Stored items:

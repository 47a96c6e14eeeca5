//! The build context: everything process-wide, owned and explicit.
//!
//! One context is constructed at startup and passed by reference to the
//! resolution engine and phase runner. The hook registry and job count
//! are populated once and read-only afterwards; there is no ambient
//! global state anywhere in the crate.

use std::fs::{self, File, OpenOptions};

use anyhow::{Context as _, Result};
use fs2::FileExt;

use crate::hooks::HookRegistry;
use crate::paths::BuildRoots;
use crate::profile::ProfileRegistry;
use crate::sandbox::{HostSandbox, Sandbox};
use crate::style::StyleRegistry;

const LOCK_FILENAME: &str = ".srcpkg-builder.lock";

pub struct BuildContext {
    pub roots: BuildRoots,
    /// Build target machine identifier (e.g. `x86_64-musl`).
    pub target: String,
    /// Host machine identifier.
    pub host: String,
    /// Parallel job count handed to build commands. Set once at startup.
    pub jobs: usize,
    /// Whether this process is bootstrapping the initial toolchain.
    pub bootstrapping: bool,
    pub hooks: HookRegistry,
    pub styles: StyleRegistry,
    pub profiles: ProfileRegistry,
    pub sandbox: Box<dyn Sandbox>,
    lock: Option<BuildRootLock>,
}

impl BuildContext {
    pub fn new(roots: BuildRoots, target: &str, host: &str) -> Self {
        Self {
            roots,
            target: target.to_string(),
            host: host.to_string(),
            jobs: 1,
            bootstrapping: false,
            hooks: HookRegistry::new(),
            styles: StyleRegistry::new(),
            profiles: ProfileRegistry::new(),
            sandbox: Box::new(HostSandbox),
            lock: None,
        }
    }

    /// Take exclusive ownership of the build root for the lifetime of
    /// this context. Exactly one orchestrator may drive a build root at
    /// a time; a second process fails here instead of corrupting the
    /// destdir trees.
    pub fn lock_build_root(&mut self) -> Result<()> {
        if self.lock.is_some() {
            return Ok(());
        }
        fs::create_dir_all(&self.roots.masterdir).with_context(|| {
            format!("creating build root '{}'", self.roots.masterdir.display())
        })?;
        let lock_path = self.roots.masterdir.join(LOCK_FILENAME);

        // Do not unlink "stale" lock files. Unlinking a still-locked file
        // can let a second process create a new lock file at the same path
        // and acquire a separate exclusive lock, defeating mutual exclusion.
        let lock_file = OpenOptions::new()
            .create(true)
            .read(true)
            .write(true)
            .truncate(false)
            .open(&lock_path)
            .with_context(|| format!("creating lock file '{}'", lock_path.display()))?;

        if lock_file.try_lock_exclusive().is_err() {
            drop(lock_file);
            anyhow::bail!(
                "build root is locked by another process: {}",
                lock_path.display()
            );
        }

        self.lock = Some(BuildRootLock { _file: lock_file });
        Ok(())
    }

    pub fn holds_build_root_lock(&self) -> bool {
        self.lock.is_some()
    }
}

struct BuildRootLock {
    _file: File,
}
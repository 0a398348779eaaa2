//! Result types produced by the query engine.

use serde::Serialize;

/// Share of one trip status across the full table.
#[derive(Debug, Clone, PartialEq, Serialize)]
pub struct StatusShare {
    pub status: String,
    pub count: usize,
    pub pct: f64,
}

/// Ride count and share of one product type within Completed Rides.
#[derive(Debug, Clone, PartialEq, Serialize)]
pub struct ProductShare {
    pub product_type: String,
    pub total_rides: usize,
    pub pct: f64,
}

/// Fare, distance and duration averages over Completed Rides.
#[derive(Debug, Clone, PartialEq, Serialize)]
pub struct FareSummary {
    pub avg_fare: f64,
    pub avg_distance_km: f64,
    /// `sum(fare) / sum(distance_km)`, not a mean of per-trip ratios.
    pub fare_per_km: f64,
    pub avg_trip_duration: f64,
}

/// Answer to a single menu query.
#[derive(Debug, Clone, PartialEq, Serialize)]
#[serde(tag = "kind", rename_all = "snake_case")]
pub enum QueryOutput {
    TotalTrips { total: usize },
    TripsBreakdown { total: usize, statuses: Vec<StatusShare> },
    ProductBreakdown { products: Vec<ProductShare> },
    FareAndDistance(FareSummary),
    LeadTime { avg_lead_time: f64 },
    /// Menu entries that only describe a question without answering it.
    Placeholder { text: String },
    NoData,
    InvalidChoice,
}
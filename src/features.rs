//! Typed trip records and the columns derived from them.
//!
//! Turns the normalized [`RawTable`] into [`Trip`]s: timestamps are parsed,
//! calendar fields are taken from the request time, distances are converted
//! to kilometers, and per-km fares, lead times and durations are computed.
//! Canceled trips keep their calendar fields but lose the metrics that only
//! make sense for a ride that actually happened.

use chrono::NaiveDateTime;
use tracing::{debug, info};

use crate::columns::{
    BEGIN_TRIP_TIME, DISTANCE_MILES, DROPOFF_LAT, DROPOFF_LNG, DROPOFF_TIME, FARE_AMOUNT,
    PRODUCT_TYPE, REQUEST_TIME, STATUS,
};
use crate::error::{LoadError, ParseError, ReportError};
use crate::loader::RawTable;
use crate::stats::round_to;

pub const KM_PER_MILE: f64 = 1.60934;

/// Suffix every exported timestamp carries.
pub const TIMEZONE_SUFFIX: &str = " +0000 UTC";

const TIMESTAMP_FORMATS: &[&str] = &[
    "%Y-%m-%d %H:%M:%S",
    "%Y-%m-%d %H:%M:%S%.f",
    "%Y-%m-%dT%H:%M:%S",
    "%Y-%m-%d %H:%M",
];

const MISSING_MARKERS: &[&str] = &["", "NaN", "nan", "NA", "N/A", "null"];

/// Trip or order status. Statuses other than the three the report cares
/// about are kept verbatim.
#[derive(Debug, Clone, PartialEq, Eq, Hash)]
pub enum TripStatus {
    Completed,
    Canceled,
    DriverCanceled,
    Other(String),
}

impl TripStatus {
    pub fn parse(raw: &str) -> Self {
        match raw {
            "COMPLETED" => Self::Completed,
            "CANCELED" => Self::Canceled,
            "DRIVER_CANCELED" => Self::DriverCanceled,
            other => Self::Other(other.to_string()),
        }
    }

    pub fn as_str(&self) -> &str {
        match self {
            Self::Completed => "COMPLETED",
            Self::Canceled => "CANCELED",
            Self::DriverCanceled => "DRIVER_CANCELED",
            Self::Other(s) => s,
        }
    }

    pub fn is_canceled(&self) -> bool {
        matches!(self, Self::Canceled | Self::DriverCanceled)
    }
}

/// One row of the derived trip table.
#[derive(Debug, Clone, PartialEq)]
pub struct Trip {
    pub request_time: NaiveDateTime,
    pub begin_trip_time: NaiveDateTime,
    pub dropoff_time: NaiveDateTime,
    pub product_type: String,
    pub status: TripStatus,
    pub fare_amount: Option<f64>,
    pub distance_miles: Option<f64>,
    pub dropoff_lat: Option<f64>,
    pub dropoff_lng: Option<f64>,

    // derived from request_time
    pub year: String,
    pub month: String,
    pub weekday: String,
    pub time: String,

    pub distance_km: Option<f64>,
    /// `None` for canceled trips and when the distance is zero or missing.
    pub amount_km: Option<f64>,
    /// Minutes between request and trip start. `None` for canceled trips.
    pub request_lead_time: Option<f64>,
    /// Minutes between trip start and dropoff.
    pub trip_duration: f64,
}

impl Trip {
    /// Whether the trip belongs to the Completed Rides view.
    pub fn is_completed_ride(&self) -> bool {
        !self.status.is_canceled() && self.dropoff_lat.is_some() && self.dropoff_lng.is_some()
    }
}

/// Parses an exported timestamp, dropping the timezone suffix first.
pub fn parse_timestamp(raw: &str) -> Option<NaiveDateTime> {
    let trimmed = raw.trim();
    let value = trimmed.strip_suffix(TIMEZONE_SUFFIX).unwrap_or(trimmed);

    TIMESTAMP_FORMATS
        .iter()
        .find_map(|fmt| NaiveDateTime::parse_from_str(value, fmt).ok())
}

/// `round(miles * 1.60934, 2)`
pub fn miles_to_km(miles: f64) -> f64 {
    round_to(miles * KM_PER_MILE, 2)
}

/// Fare per kilometer, undefined for a zero, missing or non-finite ratio.
pub fn amount_per_km(fare: Option<f64>, distance_km: Option<f64>) -> Option<f64> {
    let (fare, km) = (fare?, distance_km?);
    if km == 0.0 {
        return None;
    }
    let ratio = fare / km;
    ratio.is_finite().then(|| round_to(ratio, 2))
}

/// Minutes from `from` to `to`, rounded to one decimal.
pub fn minutes_between(from: NaiveDateTime, to: NaiveDateTime) -> f64 {
    round_to((to - from).num_milliseconds() as f64 / 60_000.0, 1)
}

/// Parses every column in `columns` as a timestamp.
///
/// Returns one vector per row, holding the parsed values in the order of
/// `columns`.
pub fn parse_timestamp_columns(
    table: &RawTable,
    columns: &[&str],
) -> Result<Vec<Vec<NaiveDateTime>>, ReportError> {
    let positions = columns
        .iter()
        .map(|c| table.require_column(c))
        .collect::<Result<Vec<_>, _>>()?;

    let mut parsed = Vec::with_capacity(table.len());
    for (i, row) in table.rows.iter().enumerate() {
        let mut values = Vec::with_capacity(positions.len());
        for (&pos, &column) in positions.iter().zip(columns) {
            let raw = cell(row, pos);
            let ts = parse_timestamp(raw).ok_or_else(|| ParseError::Timestamp {
                column: column.to_string(),
                row: i + 1,
                value: raw.to_string(),
            })?;
            values.push(ts);
        }
        parsed.push(values);
    }

    Ok(parsed)
}

/// Builds the derived trip table from a normalized raw table.
///
/// `timestamp_columns` names the columns to parse as timestamps; it must
/// include the request, begin and dropoff columns.
#[tracing::instrument(skip(table), fields(rows = table.len()))]
pub fn derive_trips(table: &RawTable, timestamp_columns: &[&str]) -> Result<Vec<Trip>, ReportError> {
    let timestamps = parse_timestamp_columns(table, timestamp_columns)?;

    let ts_index = |name: &str| {
        timestamp_columns
            .iter()
            .position(|c| *c == name)
            .ok_or_else(|| LoadError::MissingColumn(name.to_string()))
    };
    let request_at = ts_index(REQUEST_TIME)?;
    let begin_at = ts_index(BEGIN_TRIP_TIME)?;
    let dropoff_at = ts_index(DROPOFF_TIME)?;

    let product_col = table.require_column(PRODUCT_TYPE)?;
    let status_col = table.require_column(STATUS)?;
    let fare_col = table.require_column(FARE_AMOUNT)?;
    let miles_col = table.require_column(DISTANCE_MILES)?;
    let lat_col = table.require_column(DROPOFF_LAT)?;
    let lng_col = table.require_column(DROPOFF_LNG)?;

    let mut trips = Vec::with_capacity(table.len());
    let mut canceled = 0usize;

    for (i, (row, ts)) in table.rows.iter().zip(&timestamps).enumerate() {
        let number = |pos: usize, column: &str| parse_number(cell(row, pos), column, i + 1);

        let request_time = ts[request_at];
        let begin_trip_time = ts[begin_at];
        let dropoff_time = ts[dropoff_at];
        let status = TripStatus::parse(cell(row, status_col));
        let fare_amount = number(fare_col, FARE_AMOUNT)?;
        let distance_miles = number(miles_col, DISTANCE_MILES)?;

        let distance_km = distance_miles.map(miles_to_km);
        let mut amount_km = amount_per_km(fare_amount, distance_km);
        let mut request_lead_time = Some(minutes_between(request_time, begin_trip_time));
        let trip_duration = minutes_between(begin_trip_time, dropoff_time);

        if status.is_canceled() {
            amount_km = None;
            request_lead_time = None;
            canceled += 1;
        }

        trips.push(Trip {
            request_time,
            begin_trip_time,
            dropoff_time,
            product_type: cell(row, product_col).to_string(),
            status,
            fare_amount,
            distance_miles,
            dropoff_lat: number(lat_col, DROPOFF_LAT)?,
            dropoff_lng: number(lng_col, DROPOFF_LNG)?,
            year: request_time.format("%Y").to_string(),
            month: request_time.format("%b").to_string(),
            weekday: request_time.format("%a").to_string(),
            time: request_time.format("%H:%M").to_string(),
            distance_km,
            amount_km,
            request_lead_time,
            trip_duration,
        });
    }

    debug!(canceled, "Cancellation metrics cleared");
    info!(trips = trips.len(), "Trip features derived");
    Ok(trips)
}

/// Trips that were neither canceled nor missing dropoff coordinates.
pub fn completed_rides(trips: &[Trip]) -> Vec<Trip> {
    trips
        .iter()
        .filter(|t| t.is_completed_ride())
        .cloned()
        .collect()
}

fn cell(row: &[String], pos: usize) -> &str {
    row.get(pos).map(String::as_str).unwrap_or("")
}

fn parse_number(raw: &str, column: &str, row: usize) -> Result<Option<f64>, ParseError> {
    let value = raw.trim();
    if MISSING_MARKERS.contains(&value) {
        return Ok(None);
    }
    value
        .parse::<f64>()
        .map(Some)
        .map_err(|_| ParseError::Number {
            column: column.to_string(),
            row,
            value: raw.to_string(),
        })
}
use thiserror::Error;

/// Failures while reading the raw trip log.
#[derive(Debug, Error)]
pub enum LoadError {
    #[error("IO error: {0}")]
    Io(#[from] std::io::Error),
    #[error("CSV error: {0}")]
    Csv(#[from] csv::Error),
    #[error("Network error: {0}")]
    Network(#[from] reqwest::Error),
    #[error("Invalid source URL: {0}")]
    InvalidUrl(String),
    #[error("HTTP {status} while fetching {url}")]
    HttpStatus { url: String, status: u16 },
    #[error("Input has no header row")]
    Empty,
    #[error("Missing required column: {0}")]
    MissingColumn(String),
}

/// A cell that could not be interpreted as the type its column requires.
#[derive(Debug, Error, PartialEq)]
pub enum ParseError {
    #[error("Invalid timestamp in '{column}' at row {row}: {value:?}")]
    Timestamp {
        column: String,
        row: usize,
        value: String,
    },
    #[error("Invalid number in '{column}' at row {row}: {value:?}")]
    Number {
        column: String,
        row: usize,
        value: String,
    },
}

/// Aggregates that have nothing to aggregate over.
#[derive(Debug, Error, PartialEq, Eq)]
pub enum ComputationError {
    #[error("No data available")]
    NoData,
}

/// Anything that stops the resident dataset from being built.
#[derive(Debug, Error)]
pub enum ReportError {
    #[error(transparent)]
    Load(#[from] LoadError),
    #[error(transparent)]
    Parse(#[from] ParseError),
}

#[cfg(test)]
mod tests {
    use super::*;

    #[test]
    fn error_display_missing_column() {
        let err = LoadError::MissingColumn("Fare Amount".into());
        assert_eq!(err.to_string(), "Missing required column: Fare Amount");
    }

    #[test]
    fn error_display_timestamp() {
        let err = ParseError::Timestamp {
            column: "Request Time".into(),
            row: 3,
            value: "yesterday".into(),
        };
        assert_eq!(
            err.to_string(),
            "Invalid timestamp in 'Request Time' at row 3: \"yesterday\""
        );
    }

    #[test]
    fn error_display_no_data() {
        assert_eq!(ComputationError::NoData.to_string(), "No data available");
    }

    #[test]
    fn error_from_io_error() {
        let io_err = std::io::Error::new(std::io::ErrorKind::NotFound, "file not found");
        let err: LoadError = io_err.into();
        assert!(err.to_string().contains("file not found"));
        assert!(matches!(err, LoadError::Io(_)));
    }

    #[test]
    fn report_error_is_transparent() {
        let err: ReportError = LoadError::Empty.into();
        assert_eq!(err.to_string(), "Input has no header row");
        assert!(matches!(err, ReportError::Load(LoadError::Empty)));
    }
}
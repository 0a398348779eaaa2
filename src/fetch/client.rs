use async_trait::async_trait;
use reqwest::{Request, Response};

/// Seam over the HTTP transport so remote trip logs can be fetched through
/// any client implementation.
#[async_trait]
pub trait HttpClient: Send + Sync {
    async fn execute(&self, req: Request) -> reqwest::Result<Response>;
}
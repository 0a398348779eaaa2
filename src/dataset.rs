//! The resident, read-only trip data every query runs against.

use tracing::info;

use crate::columns::TIMESTAMP_COLUMNS;
use crate::error::ReportError;
use crate::features::{Trip, completed_rides, derive_trips};
use crate::loader::{RawTable, load_source};
use crate::normalize::{NormalizeSummary, normalize};

/// Full derived trip table plus its Completed Rides view.
///
/// Built once from the trip log and never mutated afterwards, so a shared
/// reference can be handed to any number of concurrent queries.
#[derive(Debug, Clone, Default)]
pub struct RideDataset {
    trips: Vec<Trip>,
    completed: Vec<Trip>,
    normalization: NormalizeSummary,
}

impl RideDataset {
    /// Runs normalization and feature derivation over an already loaded table.
    pub fn from_raw(raw: RawTable) -> Result<Self, ReportError> {
        Self::from_raw_with(raw, TIMESTAMP_COLUMNS)
    }

    /// Same as [`RideDataset::from_raw`] with an explicit list of timestamp
    /// columns.
    pub fn from_raw_with(raw: RawTable, timestamp_columns: &[&str]) -> Result<Self, ReportError> {
        let (normalized, normalization) = normalize(raw);
        let trips = derive_trips(&normalized, timestamp_columns)?;
        Ok(Self {
            normalization,
            ..Self::from_trips(trips)
        })
    }

    /// Wraps already derived trips, computing the Completed Rides view.
    pub fn from_trips(trips: Vec<Trip>) -> Self {
        let completed = completed_rides(&trips);
        info!(
            trips = trips.len(),
            completed = completed.len(),
            "Ride dataset ready"
        );
        Self {
            trips,
            completed,
            normalization: NormalizeSummary::default(),
        }
    }

    /// Loads, normalizes and derives the dataset from a path or URL.
    pub async fn load(source: &str) -> Result<Self, ReportError> {
        let raw = load_source(source).await?;
        Self::from_raw(raw)
    }

    /// Every trip that survived normalization.
    pub fn trips(&self) -> &[Trip] {
        &self.trips
    }

    /// Trips that actually happened and have dropoff coordinates.
    pub fn completed(&self) -> &[Trip] {
        &self.completed
    }

    /// How many product types were remapped and marketplace rows dropped
    /// while the dataset was built.
    pub fn normalization(&self) -> NormalizeSummary {
        self.normalization
    }
}
//! Small numeric helpers shared by the feature deriver and the query engine.

use crate::error::ComputationError;

/// Rounds `value` to `decimals` places, ties to even.
pub fn round_to(value: f64, decimals: i32) -> f64 {
    let scale = 10f64.powi(decimals);
    (value * scale).round_ties_even() / scale
}

/// Share of `part` in `total` as a percentage. Returns 0.0 for an empty total.
pub fn pct(part: usize, total: usize) -> f64 {
    if total == 0 {
        0.0
    } else {
        (part as f64 / total as f64) * 100.0
    }
}

/// Arithmetic mean of the present values, skipping `None`.
///
/// # Errors
///
/// [`ComputationError::NoData`] when no value is present.
pub fn mean<I>(values: I) -> Result<f64, ComputationError>
where
    I: IntoIterator<Item = Option<f64>>,
{
    let (sum, count) = values
        .into_iter()
        .flatten()
        .fold((0.0, 0usize), |(sum, count), v| (sum + v, count + 1));

    if count == 0 {
        return Err(ComputationError::NoData);
    }
    Ok(sum / count as f64)
}

/// Sum of the present values, skipping `None`.
pub fn sum<I>(values: I) -> f64
where
    I: IntoIterator<Item = Option<f64>>,
{
    values.into_iter().flatten().sum()
}

#[cfg(test)]
mod tests {
    use super::*;

    #[test]
    fn test_round_to_places() {
        assert_eq!(round_to(16.0934, 2), 16.09);
        assert_eq!(round_to(3.14159, 1), 3.1);
        assert_eq!(round_to(20.0, 1), 20.0);
    }

    #[test]
    fn test_round_to_ties_even() {
        assert_eq!(round_to(0.25, 1), 0.2);
        assert_eq!(round_to(0.75, 1), 0.8);
        assert_eq!(round_to(2.5, 0), 2.0);
    }

    #[test]
    fn test_round_to_is_idempotent() {
        for miles in [0.0, 1.0, 2.37, 10.0, 13.33, 99.99] {
            let once = round_to(miles * 1.60934, 2);
            assert_eq!(round_to(once, 2), once);
        }
    }

    #[test]
    fn test_pct_with_zero_total() {
        assert_eq!(pct(10, 0), 0.0);
    }

    #[test]
    fn test_pct_normal_values() {
        assert_eq!(pct(50, 100), 50.0);
        assert_eq!(pct(1, 4), 25.0);
    }

    #[test]
    fn test_mean_skips_missing() {
        assert_eq!(mean([Some(1.0), None, Some(3.0)]), Ok(2.0));
    }

    #[test]
    fn test_mean_of_nothing_is_no_data() {
        assert_eq!(mean(Vec::<Option<f64>>::new()), Err(ComputationError::NoData));
        assert_eq!(mean([None, None]), Err(ComputationError::NoData));
    }

    #[test]
    fn test_sum_skips_missing() {
        assert_eq!(sum([Some(1.5), None, Some(2.5)]), 4.0);
    }
}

Problem statement:
Please print exactly what appears from the first line of the data through the line with "use fs2::FileExt;", including both of those lines and nothing past them.

Solution to the exercise:
repository 47a96c6e14eeeca5
//! The build context: everything process-wide, owned and explicit.
//!
//! One context is constructed at startup and passed by reference to the
//! resolution engine and phase runner. The hook registry and job count
//! are populated once and read-only afterwards; there is no ambient
//! global state anywhere in the crate.

use std::fs::{self, File, OpenOptions};

use anyhow::{Context as _, Result};
use fs2::FileExt;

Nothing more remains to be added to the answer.